Phoebe is 92, but Duquette is sure she had another decade left. “She has so much fight in her, this woman,” she explains. “No Alzheimers, no dementia, some kidney problems so she was on dialysis. She came to us because she had broken her arm, but she was walking around, she was using the bathroom because I wouldn’t let her use a bedpan, she was brushing her teeth and brushing her hair. Every night I would sit on the bed with her and massage her little feet for 15 minutes and she would tell me her stories.”
Duquette convinced Pheobe’s son that she was strong enough to beat Covid and that they’d better get to dialysis, but over the next two weeks she got pneumonia, and another resident died, and Phoebe finally told her she just didn’t have it in her anymore and stopped her dialysis treatments and moved into hospice care.
“It makes me so mad! She should be home by now,” Duquette is telling me from her break room at her third nursing home, choking back tears. “Genesis just sees these people as dollar signs. And not even in a smart way, because they are ruining their reputation with the community.”
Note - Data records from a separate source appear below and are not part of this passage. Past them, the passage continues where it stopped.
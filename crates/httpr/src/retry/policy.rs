//! Retry policy value
//!
//! A [`RetryPolicy`] groups everything the attempt loop needs to decide:
//! the predicate, the backoff strategy, the retry budget, the delay bounds
//! and the jitter factor. `RetryPolicy::default()` is the zero policy, which
//! executors replace with [`RetryPolicy::standard`].

use std::fmt;
use std::sync::Arc;
use std::time::Duration;

use super::backoff::{Backoff, ExponentialBackoff};
use super::predicate::{NeverRetry, ShouldRetry, StandardRetry};
use crate::error::{Error, Result};
use crate::transport::Outcome;

/// Default maximum number of retries
pub const DEFAULT_MAX_RETRIES: u32 = 3;

/// Default lower delay bound
pub const DEFAULT_MIN_DELAY: Duration = Duration::from_millis(500);

/// Default upper delay bound
pub const DEFAULT_MAX_DELAY: Duration = Duration::from_secs(5);

/// Default jitter factor
pub const DEFAULT_JITTER: f64 = 0.2;

/// Retry configuration for a [`RetryTransport`](crate::RetryTransport)
///
/// A missing `predicate` means "never retry" and a missing `backoff` means
/// "no delay"; neither is an error.
#[derive(Clone, Default)]
pub struct RetryPolicy {
    /// Decides whether an outcome is retried
    pub predicate: Option<Arc<dyn ShouldRetry>>,
    /// Computes the delay before each retry
    pub backoff: Option<Arc<dyn Backoff>>,
    /// Retries after the first attempt; `0` means a single attempt
    pub max_retries: u32,
    /// Lower delay bound passed to the backoff strategy
    pub min_delay: Duration,
    /// Upper delay bound; no computed delay exceeds it
    pub max_delay: Duration,
    /// Fraction of each delay to randomize, in `[0, 1)`
    pub jitter: f64,
}

impl RetryPolicy {
    /// The built-in default policy
    ///
    /// Standard predicate, exponential backoff, 3 retries, 500 ms to 5 s,
    /// jitter 0.2.
    pub fn standard() -> Self {
        Self {
            predicate: Some(Arc::new(StandardRetry)),
            backoff: Some(Arc::new(ExponentialBackoff)),
            max_retries: DEFAULT_MAX_RETRIES,
            min_delay: DEFAULT_MIN_DELAY,
            max_delay: DEFAULT_MAX_DELAY,
            jitter: DEFAULT_JITTER,
        }
    }

    /// A policy that never retries
    pub fn never() -> Self {
        Self {
            predicate: Some(Arc::new(NeverRetry)),
            ..Self::default()
        }
    }

    /// Check whether no field other than jitter has been set
    pub fn is_zero(&self) -> bool {
        self.predicate.is_none()
            && self.backoff.is_none()
            && self.max_retries == 0
            && self.min_delay.is_zero()
            && self.max_delay.is_zero()
    }

    /// Substitute the standard policy for a zero policy
    pub fn or_standard(self) -> Self {
        if self.is_zero() {
            Self::standard()
        } else {
            self
        }
    }

    /// Decide whether an outcome is retried; false without a predicate
    pub fn should_retry(&self, outcome: &Outcome) -> bool {
        self.predicate
            .as_ref()
            .is_some_and(|predicate| predicate.should_retry(outcome))
    }

    /// Compute the delay before retry number `attempt + 1`; zero without a
    /// backoff strategy
    pub fn delay(&self, attempt: u32) -> Duration {
        self.backoff.as_ref().map_or(Duration::ZERO, |backoff| {
            backoff.delay(self.min_delay, self.max_delay, self.jitter, attempt)
        })
    }

    /// Total attempts this policy allows
    pub fn max_attempts(&self) -> u32 {
        self.max_retries.saturating_add(1)
    }

    /// Set the predicate
    pub fn with_predicate(mut self, predicate: impl ShouldRetry + 'static) -> Self {
        self.predicate = Some(Arc::new(predicate));
        self
    }

    /// Set the backoff strategy
    pub fn with_backoff(mut self, backoff: impl Backoff + 'static) -> Self {
        self.backoff = Some(Arc::new(backoff));
        self
    }

    /// Set the maximum number of retries
    pub fn with_max_retries(mut self, max_retries: u32) -> Self {
        self.max_retries = max_retries;
        self
    }

    /// Set the delay bounds
    pub fn with_delays(mut self, min_delay: Duration, max_delay: Duration) -> Self {
        self.min_delay = min_delay;
        self.max_delay = max_delay;
        self
    }

    /// Set the jitter factor
    pub fn with_jitter(mut self, jitter: f64) -> Self {
        self.jitter = jitter;
        self
    }

    /// Check the delay bounds and jitter range
    pub fn validate(&self) -> Result<()> {
        if self.max_delay < self.min_delay {
            return Err(Error::invalid_config(format!(
                "max delay ({:?}) must not be less than min delay ({:?})",
                self.max_delay, self.min_delay
            )));
        }
        if !(0.0..1.0).contains(&self.jitter) {
            return Err(Error::invalid_config(format!(
                "jitter must be in [0, 1), got {}",
                self.jitter
            )));
        }
        Ok(())
    }
}

impl fmt::Debug for RetryPolicy {
    fn fmt(&self, f: &mut fmt::Formatter<'_>) -> fmt::Result {
        f.debug_struct("RetryPolicy")
            .field("predicate", &self.predicate.as_ref().map(|_| ".."))
            .field("backoff", &self.backoff.as_ref().map(|_| ".."))
            .field("max_retries", &self.max_retries)
            .field("min_delay", &self.min_delay)
            .field("max_delay", &self.max_delay)
            .field("jitter", &self.jitter)
            .finish()
    }
}
//! Retry engine for HTTP requests
//!
//! [`RetryTransport`] wraps an underlying [`RoundTrip`](crate::RoundTrip)
//! and re-issues requests whose outcome the policy's predicate marks as
//! transient.
//!
//! # Features
//!
//! - Standard predicate: transport errors and 408, 429, 500, 502, 503, 504
//! - Stateless backoff strategies: exponential (default), constant, linear, none
//! - Jitter bounded by the policy's delay ceiling
//! - Cancellable waits between attempts
//! - Request body replay through body factories
//! - Observable attempts via the `RetryObserver` trait
//!
//! # Example
//!
//! ```rust,no_run
//! use httpr::retry::{RetryPolicy, RetryTransport, StatusRetry};
//! use httpr::Request;
//!
//! async fn example() -> httpr::Result<()> {
//!     let transport = RetryTransport::builder()
//!         .retry_policy(RetryPolicy::standard().with_predicate(StatusRetry::new(vec![503])))
//!         .build();
//!
//!     let response = transport.perform(Request::get("https://example.com/health")?).await?;
//!     assert!(response.status().is_success());
//!     Ok(())
//! }
//! ```

mod backoff;
mod executor;
mod observer;
mod policy;
mod predicate;

pub use backoff::{
    apply_jitter, exponential_delay, Backoff, BackoffKind, ConstantBackoff, ExponentialBackoff,
    LinearBackoff, NoBackoff, MAX_JITTER,
};
pub use executor::{RetryTransport, RetryTransportBuilder};
pub use observer::{NoOpObserver, RetryObserver, StatsObserver, TracingObserver};
pub use policy::{
    RetryPolicy, DEFAULT_JITTER, DEFAULT_MAX_DELAY, DEFAULT_MAX_RETRIES, DEFAULT_MIN_DELAY,
};
pub use predicate::{
    standard_should_retry, NeverRetry, ShouldRetry, StandardRetry, StatusRetry,
    STANDARD_RETRY_STATUSES,
};
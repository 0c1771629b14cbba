//! # httpr
//!
//! Retrying HTTP transport providing:
//! - A retry decorator over any single-attempt transport
//! - Pluggable retry predicates and stateless backoff strategies
//! - Request body replay and draining of discarded responses
//! - Cancellation of the wait between attempts
//! - YAML and environment configuration
//!
//! # Example
//!
//! ```rust,no_run
//! use httpr::{Request, RetryTransport};
//!
//! async fn example() -> httpr::Result<()> {
//!     let transport = RetryTransport::new();
//!
//!     let response = transport
//!         .perform(Request::post("https://example.com/items")?.with_body(r#"{"name":"a"}"#))
//!         .await?;
//!     println!("{}", response.text().await?);
//!     Ok(())
//! }
//! ```

pub mod body;
pub mod config;
pub mod error;
pub mod request;
pub mod response;
pub mod retry;
pub mod transport;

#[cfg(any(test, feature = "testing"))]
pub mod testing;

pub use body::{Body, BodyFactory};
pub use config::{ConfigLoader, HttprConfig};
pub use error::{BoxError, Error, Result};
pub use request::{Replay, Request};
pub use response::{drain, Response};
pub use retry::{RetryPolicy, RetryTransport, RetryTransportBuilder};
pub use transport::{Outcome, ReqwestTransport, RoundTrip, TransportError};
But she is more hopeful than perhaps ever in her career that things can change, in part because last summer, for the first time in 16 years of working 90-hour weeks, she saved money. Now she owns a home, all because of the extra $3.75 an hour she earned in hazard pay between April and August. “None of us could believe how much easier it was to live with just three extra dollars an hour,” she says. “It was the worst few months of my life, but I could afford to grocery store and buy, you know, healthy food, not the junk.”
The hazard pay is in the distant past now, but that brief period of being paid a dignified wage reminded Duquette and her colleagues that they shouldn’t settle for the status quo from corporate bosses, for themselves or the patients they love. “And it made all of us look around and say to one another, Genesis needs to do better!”